WHAT TO DO >> Find the count of lines in the material below that include the word "roles". State nothing but that number.

PROVIDED RECORDS >>
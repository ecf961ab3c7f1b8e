mod common;

use std::sync::{
    atomic::{AtomicUsize, Ordering},
    Arc,
};

use async_trait::async_trait;
use axum::{
    body::Body,
    http::{Request, StatusCode},
};
use common::Harness;
use member_api::{
    error::ApiError,
    repo::users::UserView,
    service::users::{Paging, RegisterUser, UpdateUser, UserService},
};
use tower::ServiceExt;

async fn seed_account(h: &Harness, email: &str, role_id: &str) {
    h.state
        .users()
        .register(RegisterUser {
            user_name: "Gate".to_string(),
            user_email: email.to_string(),
            user_password: "pw".to_string(),
            user_phone: "010-0000-0000".to_string(),
            department_id: "DEP001".to_string(),
            is_socialed: false,
        })
        .await
        .unwrap();
    if role_id != "ROLE_MEMBER" {
        h.state.users().change_role(email, role_id).await.unwrap();
    }
}

fn admin_request(token: Option<&str>) -> Request<Body> {
    let builder = Request::builder().uri("/admin/users").method("GET");
    let builder = match token {
        Some(token) => builder.header("X-User-Id", token),
        None => builder,
    };
    builder.body(Body::empty()).unwrap()
}

#[tokio::test]
async fn missing_identity_header_is_unauthenticated() {
    let h = Harness::new().await;
    let app = member_api::router(h.state.clone());

    let response = app.oneshot(admin_request(None)).await.unwrap();
    assert_eq!(response.status(), StatusCode::UNAUTHORIZED);
}

#[tokio::test]
async fn undecryptable_token_is_unauthenticated() {
    let h = Harness::new().await;
    let app = member_api::router(h.state.clone());

    let response = app
        .oneshot(admin_request(Some("not-a-real-token")))
        .await
        .unwrap();
    assert_eq!(response.status(), StatusCode::UNAUTHORIZED);
}

#[tokio::test]
async fn token_without_an_active_account_is_unauthenticated() {
    let h = Harness::new().await;
    let app = member_api::router(h.state.clone());

    // Decrypts fine, resolves to nobody.
    let token = h.token_for("ghost@x.com");
    let response = app.oneshot(admin_request(Some(&token))).await.unwrap();
    assert_eq!(response.status(), StatusCode::UNAUTHORIZED);
}

#[tokio::test]
async fn non_admin_role_is_forbidden() {
    let h = Harness::new().await;
    seed_account(&h, "member@x.com", "ROLE_MEMBER").await;
    let app = member_api::router(h.state.clone());

    let token = h.token_for("member@x.com");
    let response = app.oneshot(admin_request(Some(&token))).await.unwrap();
    assert_eq!(response.status(), StatusCode::FORBIDDEN);
}

#[tokio::test]
async fn admin_role_passes_the_gate() {
    let h = Harness::new().await;
    seed_account(&h, "root@x.com", "ROLE_ADMIN").await;
    let app = member_api::router(h.state.clone());

    let token = h.token_for("root@x.com");
    let response = app.oneshot(admin_request(Some(&token))).await.unwrap();
    assert_eq!(response.status(), StatusCode::OK);
}

/// Delegating wrapper that counts how often the user listing is served.
struct CountingUserService {
    inner: Arc<dyn UserService>,
    list_calls: Arc<AtomicUsize>,
}

#[async_trait]
impl UserService for CountingUserService {
    async fn register(&self, input: RegisterUser) -> Result<(), ApiError> {
        self.inner.register(input).await
    }

    async fn login(&self, email: &str, password: &str) -> Result<(), ApiError> {
        self.inner.login(email, password).await
    }

    async fn get_user(&self, email: &str) -> Result<UserView, ApiError> {
        self.inner.get_user(email).await
    }

    async fn exists_by_email(&self, email: &str) -> Result<bool, ApiError> {
        self.inner.exists_by_email(email).await
    }

    async fn list_users(&self, paging: Paging) -> Result<Vec<UserView>, ApiError> {
        self.list_calls.fetch_add(1, Ordering::SeqCst);
        self.inner.list_users(paging).await
    }

    async fn list_users_by_department(
        &self,
        department_id: &str,
        paging: Paging,
    ) -> Result<Vec<UserView>, ApiError> {
        self.inner.list_users_by_department(department_id, paging).await
    }

    async fn update_user(&self, email: &str, input: UpdateUser) -> Result<(), ApiError> {
        self.inner.update_user(email, input).await
    }

    async fn change_password(
        &self,
        email: &str,
        current: &str,
        new: &str,
    ) -> Result<(), ApiError> {
        self.inner.change_password(email, current, new).await
    }

    async fn change_role(&self, email: &str, role_id: &str) -> Result<(), ApiError> {
        self.inner.change_role(email, role_id).await
    }

    async fn withdraw(&self, email: &str) -> Result<(), ApiError> {
        self.inner.withdraw(email).await
    }
}

#[tokio::test]
async fn admin_request_reaches_the_handler_exactly_once() {
    let list_calls = Arc::new(AtomicUsize::new(0));
    let counter = list_calls.clone();
    let h = Harness::build(move |inner| {
        Arc::new(CountingUserService {
            inner,
            list_calls: counter,
        })
    })
    .await;
    seed_account(&h, "root@x.com", "ROLE_ADMIN").await;
    let app = member_api::router(h.state.clone());

    let token = h.token_for("root@x.com");
    let response = app.oneshot(admin_request(Some(&token))).await.unwrap();
    assert_eq!(response.status(), StatusCode::OK);
    assert_eq!(list_calls.load(Ordering::SeqCst), 1);

    // A rejected request never reaches the handler at all.
    let app = member_api::router(h.state.clone());
    let response = app.oneshot(admin_request(None)).await.unwrap();
    assert_eq!(response.status(), StatusCode::UNAUTHORIZED);
    assert_eq!(list_calls.load(Ordering::SeqCst), 1);
}

#[tokio::test]
async fn every_admin_route_sits_behind_the_gate() {
    let h = Harness::new().await;

    for (method, uri) in [
        ("GET", "/admin/users"),
        ("GET", "/admin/users/ann%40x.com"),
        ("DELETE", "/admin/users/ann%40x.com"),
        ("PUT", "/admin/users/roles"),
        ("GET", "/admin/departments/DEP001/users"),
        ("GET", "/admin/departments"),
        ("POST", "/admin/departments"),
        ("GET", "/admin/roles"),
        ("GET", "/admin/event-levels"),
    ] {
        let app = member_api::router(h.state.clone());
        let request = Request::builder()
            .uri(uri)
            .method(method)
            .body(Body::empty())
            .unwrap();
        let response = app.oneshot(request).await.unwrap();
        assert_eq!(
            response.status(),
            StatusCode::UNAUTHORIZED,
            "{method} {uri} reachable without identity"
        );
    }
}

#[tokio::test]
async fn member_routes_do_not_require_admin() {
    let h = Harness::new().await;
    seed_account(&h, "member@x.com", "ROLE_MEMBER").await;
    let app = member_api::router(h.state.clone());

    let token = h.token_for("member@x.com");
    let request = Request::builder()
        .uri("/users/me")
        .method("GET")
        .header("X-User-Id", &token)
        .body(Body::empty())
        .unwrap();
    let response = app.oneshot(request).await.unwrap();
    assert_eq!(response.status(), StatusCode::OK);
}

WRITTEN ANSWER >> 2